A crise de liderança que o mundo atravessa tem como manifestação a incapacidade dos Estados Unidos em oferecer bens públicos globais e de que sejam aceitos. Trata-se da capacidade de prover as construções que em um sistema anárquico, onde não há um governo acima dos Estados, quem deve prover estabilidade econômica, financeira e militar global é aquele que precisa arcar com gastos para sustentar a estabilidade.
Também precisa fornecer certa narrativa ou ideias que determinem uma hegemonia através de sua cultura e do modelo de desenvolvimento, algo que os Estados Unidos vêm fazendo durante os últimos 100 anos. No entanto, nos últimos tempos, os Estados Unidos perderam essa capacidade e a pandemia é uma clara demonstração disso.
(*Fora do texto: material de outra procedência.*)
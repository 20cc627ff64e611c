//! User Command Handlers

use std::sync::Arc;

use crate::application::commands::{CreateUser, DeleteUser};
use crate::application::error::ApplicationError;
use crate::application::ports::{NewUserRecord, UserRepositoryPort};
use crate::application::queries::handlers::UserDetails;
use crate::domain::{Email, UserName};

// ============================================================================
// CreateUser
// ============================================================================

/// CreateUser Handler
pub struct CreateUserHandler {
    user_repo: Arc<dyn UserRepositoryPort>,
}

impl CreateUserHandler {
    pub fn new(user_repo: Arc<dyn UserRepositoryPort>) -> Self {
        Self { user_repo }
    }

    /// 校验姓名与邮箱后插入，返回带生成 ID 的用户
    ///
    /// 邮箱重复时返回 `ApplicationError::Conflict`
    pub async fn handle(&self, command: CreateUser) -> Result<UserDetails, ApplicationError> {
        let name = UserName::new(command.name)?;
        let email = Email::new(command.email)?;

        let record = self
            .user_repo
            .insert(&NewUserRecord {
                name: name.into_inner(),
                email: email.into_inner(),
            })
            .await
            .map_err(|e| {
                tracing::warn!(error = %e, "User insert failed");
                ApplicationError::from(e)
            })?;

        tracing::info!(
            user_id = record.id,
            email = %record.email,
            "User created"
        );

        Ok(UserDetails::from(record))
    }
}

// ============================================================================
// DeleteUser
// ============================================================================

/// DeleteUser Handler
///
/// 返回是否删除了用户；重复删除返回 false 而非错误
pub struct DeleteUserHandler {
    user_repo: Arc<dyn UserRepositoryPort>,
}

impl DeleteUserHandler {
    pub fn new(user_repo: Arc<dyn UserRepositoryPort>) -> Self {
        Self { user_repo }
    }

    pub async fn handle(&self, command: DeleteUser) -> Result<bool, ApplicationError> {
        let deleted = self.user_repo.delete_by_id(command.user_id).await?;

        if deleted {
            tracing::info!(user_id = command.user_id, "User deleted");
        }

        Ok(deleted)
    }
}
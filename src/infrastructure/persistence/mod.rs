//! Persistence Layer - 数据持久化
//!
//! SQLite 存储实现

pub mod sqlite;

pub use self::sqlite::SqliteUserRepository;
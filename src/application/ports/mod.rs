//! Application Ports - 出站端口定义
//!
//! 定义应用层与基础设施层的抽象接口

mod repositories;

pub use repositories::{NewUserRecord, RepositoryError, UserRecord, UserRepositoryPort};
A China é o país que hoje conta com maiores recursos duros e materiais de poder. Aí estão inseridos seus bancos multilaterais de desenvolvimento, a rota da seda e as facilidades de financiamento produtivo que a potência asiática oferece, mas não é o necessário para preencher a lacuna que a faça ocupar o lugar dos Estados Unidos.
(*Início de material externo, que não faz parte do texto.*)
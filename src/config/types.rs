//! Configuration Types
//!
//! 定义所有配置结构体

use serde::Deserialize;
use std::path::PathBuf;
use std::time::Duration;

use crate::infrastructure::persistence::sqlite::{DatabaseConfig as PoolConfig, DatabaseLocation};

/// 应用主配置
#[derive(Debug, Clone, Default, Deserialize)]
pub struct AppConfig {
    /// 服务器配置
    #[serde(default)]
    pub server: ServerConfig,

    /// 数据库配置
    #[serde(default)]
    pub database: DatabaseConfig,

    /// 日志配置
    #[serde(default)]
    pub log: LogConfig,
}

/// 服务器配置
#[derive(Debug, Clone, Deserialize)]
pub struct ServerConfig {
    /// 监听地址
    #[serde(default = "default_host")]
    pub host: String,

    /// 监听端口
    #[serde(default = "default_port")]
    pub port: u16,
}

fn default_host() -> String {
    "0.0.0.0".to_string()
}

fn default_port() -> u16 {
    9090
}

impl Default for ServerConfig {
    fn default() -> Self {
        Self {
            host: default_host(),
            port: default_port(),
        }
    }
}

impl ServerConfig {
    /// 获取服务器地址
    pub fn addr(&self) -> String {
        format!("{}:{}", self.host, self.port)
    }
}

/// 数据库配置
#[derive(Debug, Clone, Deserialize)]
pub struct DatabaseConfig {
    /// 数据库文件路径，`:memory:` 表示内存库
    #[serde(default = "default_db_path")]
    pub path: String,

    /// 最少保持的连接数
    #[serde(default = "default_min_connections")]
    pub min_connections: u32,

    /// 最大连接数
    #[serde(default = "default_max_connections")]
    pub max_connections: u32,

    /// 空闲连接回收时间（秒），0 表示不回收
    #[serde(default = "default_idle_timeout")]
    pub idle_timeout_secs: u64,

    /// 获取连接的最长等待时间（秒）
    #[serde(default = "default_acquire_timeout")]
    pub acquire_timeout_secs: u64,

    /// 启动时是否写入示例用户
    #[serde(default = "default_seed_sample_data")]
    pub seed_sample_data: bool,
}

fn default_db_path() -> String {
    "data/roster.db".to_string()
}

fn default_min_connections() -> u32 {
    5
}

fn default_max_connections() -> u32 {
    20
}

fn default_idle_timeout() -> u64 {
    1800 // 30 分钟
}

fn default_acquire_timeout() -> u64 {
    30
}

fn default_seed_sample_data() -> bool {
    true
}

impl Default for DatabaseConfig {
    fn default() -> Self {
        Self {
            path: default_db_path(),
            min_connections: default_min_connections(),
            max_connections: default_max_connections(),
            idle_timeout_secs: default_idle_timeout(),
            acquire_timeout_secs: default_acquire_timeout(),
            seed_sample_data: default_seed_sample_data(),
        }
    }
}

impl DatabaseConfig {
    pub fn is_in_memory(&self) -> bool {
        self.path == ":memory:"
    }

    /// 转换为连接池配置
    ///
    /// 内存库只能使用单连接
    pub fn pool_config(&self) -> PoolConfig {
        if self.is_in_memory() {
            return PoolConfig::in_memory();
        }

        PoolConfig {
            location: DatabaseLocation::File(PathBuf::from(&self.path)),
            min_connections: self.min_connections,
            max_connections: self.max_connections,
            idle_timeout: (self.idle_timeout_secs > 0)
                .then(|| Duration::from_secs(self.idle_timeout_secs)),
            acquire_timeout: Duration::from_secs(self.acquire_timeout_secs),
        }
    }
}

/// 日志配置
#[derive(Debug, Clone, Deserialize)]
pub struct LogConfig {
    /// 日志级别
    #[serde(default = "default_log_level")]
    pub level: String,

    /// 是否启用 JSON 格式
    #[serde(default)]
    pub json: bool,
}

fn default_log_level() -> String {
    "info".to_string()
}

impl Default for LogConfig {
    fn default() -> Self {
        Self {
            level: default_log_level(),
            json: false,
        }
    }
}

#[cfg(test)]
mod tests {
    use super::*;

    #[test]
    fn test_default_config() {
        let config = AppConfig::default();
        assert_eq!(config.server.host, "0.0.0.0");
        assert_eq!(config.server.port, 9090);
        assert_eq!(config.database.path, "data/roster.db");
        assert_eq!(config.database.min_connections, 5);
        assert_eq!(config.database.max_connections, 20);
        assert_eq!(config.database.idle_timeout_secs, 1800);
        assert!(config.database.seed_sample_data);
        assert_eq!(config.log.level, "info");
    }

    #[test]
    fn test_server_addr() {
        let config = ServerConfig::default();
        assert_eq!(config.addr(), "0.0.0.0:9090");
    }

    #[test]
    fn test_database_location() {
        let config = DatabaseConfig {
            path: "data/users?v=2#a.db".to_string(),
            ..DatabaseConfig::default()
        };
        assert_eq!(
            config.pool_config().location,
            DatabaseLocation::File(PathBuf::from("data/users?v=2#a.db"))
        );

        let config = DatabaseConfig {
            path: ":memory:".to_string(),
            ..DatabaseConfig::default()
        };
        assert_eq!(config.pool_config().location, DatabaseLocation::Memory);
    }

    #[test]
    fn test_pool_config() {
        let pool = DatabaseConfig::default().pool_config();
        assert_eq!(pool.min_connections, 5);
        assert_eq!(pool.max_connections, 20);
        assert_eq!(pool.idle_timeout, Some(Duration::from_secs(1800)));
        assert_eq!(pool.acquire_timeout, Duration::from_secs(30));

        let no_idle = DatabaseConfig {
            idle_timeout_secs: 0,
            ..DatabaseConfig::default()
        };
        assert_eq!(no_idle.pool_config().idle_timeout, None);

        let memory = DatabaseConfig {
            path: ":memory:".to_string(),
            ..DatabaseConfig::default()
        };
        assert_eq!(memory.pool_config().max_connections, 1);
    }
}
As democracias do ocidente podem competir com o regime de partido único chinês?
A experiência chinesa colocou em tensão uma ideia que estava muito enraizada na economia internacional: só há progresso sustentável através de uma democracia liberal de mercado. A China, com um capitalismo de Estado e um regime político que não é uma democracia, teve êxitos econômicos tangíveis, em um contexto onde as democracias ocidentais se estagnaram em seu desenvolvimento.
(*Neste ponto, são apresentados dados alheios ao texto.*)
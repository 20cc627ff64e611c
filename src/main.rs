//! Roster - 用户管理 REST 服务
//!
//! 启动流程: 配置 → 日志 → 连接池 → 迁移/示例数据 → Repository → AppState → HTTP

use std::sync::Arc;

use roster::config::{load_config, print_config, LogConfig};
use roster::infrastructure::http::{AppState, HttpServer, ServerConfig};
use roster::infrastructure::persistence::sqlite::{
    create_pool, run_migrations, seed_sample_users, SqliteUserRepository,
};

/// 初始化日志（RUST_LOG 优先于配置文件中的级别）
fn init_tracing(log: &LogConfig) {
    let log_filter = format!(
        "{},roster={},tower_http=debug,sqlx=warn",
        log.level, log.level
    );
    let filter = tracing_subscriber::EnvFilter::try_from_default_env()
        .unwrap_or_else(|_| tracing_subscriber::EnvFilter::new(&log_filter));

    if log.json {
        tracing_subscriber::fmt()
            .json()
            .with_env_filter(filter)
            .init();
    } else {
        tracing_subscriber::fmt().with_env_filter(filter).init();
    }
}

#[tokio::main]
async fn main() -> anyhow::Result<()> {
    // 加载配置（优先级：环境变量 > 配置文件 > 默认值）
    let config = load_config().map_err(|e| anyhow::anyhow!("Failed to load config: {}", e))?;

    init_tracing(&config.log);

    tracing::info!("Roster - user service");
    print_config(&config);

    // 确保数据目录存在
    if !config.database.is_in_memory() {
        if let Some(parent) = std::path::Path::new(&config.database.path).parent() {
            if !parent.as_os_str().is_empty() {
                tokio::fs::create_dir_all(parent).await?;
            }
        }
    }

    // 初始化数据库
    let pool = create_pool(&config.database.pool_config()).await?;
    run_migrations(&pool).await?;
    if config.database.seed_sample_data {
        seed_sample_users(&pool).await?;
    }

    // 创建 Repository 适配器
    let user_repo = Arc::new(SqliteUserRepository::new(pool.clone()));

    // 创建 HTTP 服务器
    let server_config = ServerConfig::new(&config.server.host, config.server.port);
    let state = AppState::new(user_repo);
    let server = HttpServer::new(server_config, state);

    tracing::info!("Starting HTTP server...");

    // 启动服务器（带优雅关闭）
    server
        .run_with_shutdown(async {
            if let Err(e) = tokio::signal::ctrl_c().await {
                tracing::error!(error = %e, "Failed to listen for shutdown signal");
                std::future::pending::<()>().await;
            }
            tracing::info!("Received shutdown signal");
        })
        .await?;

    pool.close().await;
    tracing::info!("Server shutdown complete");

    Ok(())
}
Sem entrar em juízos de valor em relação ao modelo, a China demonstrou que não é necessário ter uma democracia de mercado conforme a considerada no Ocidente para alcançar o desenvolvimento. Neste sentido, o mundo ficou dividido em dois modelos em disputa: um com um capitalismo onde a transformação produtiva é sustentada pelo setor privado, onde o Estado é importante, mas o motor do desenvolvimento está nas mãos privadas, e um capitalismo de base estatal onde, embora a China dê protagonismo ao mercado e aos incentivos privados, a condução do Estado nos delineamentos e planejamento do modelo de desenvolvimento é muito clara.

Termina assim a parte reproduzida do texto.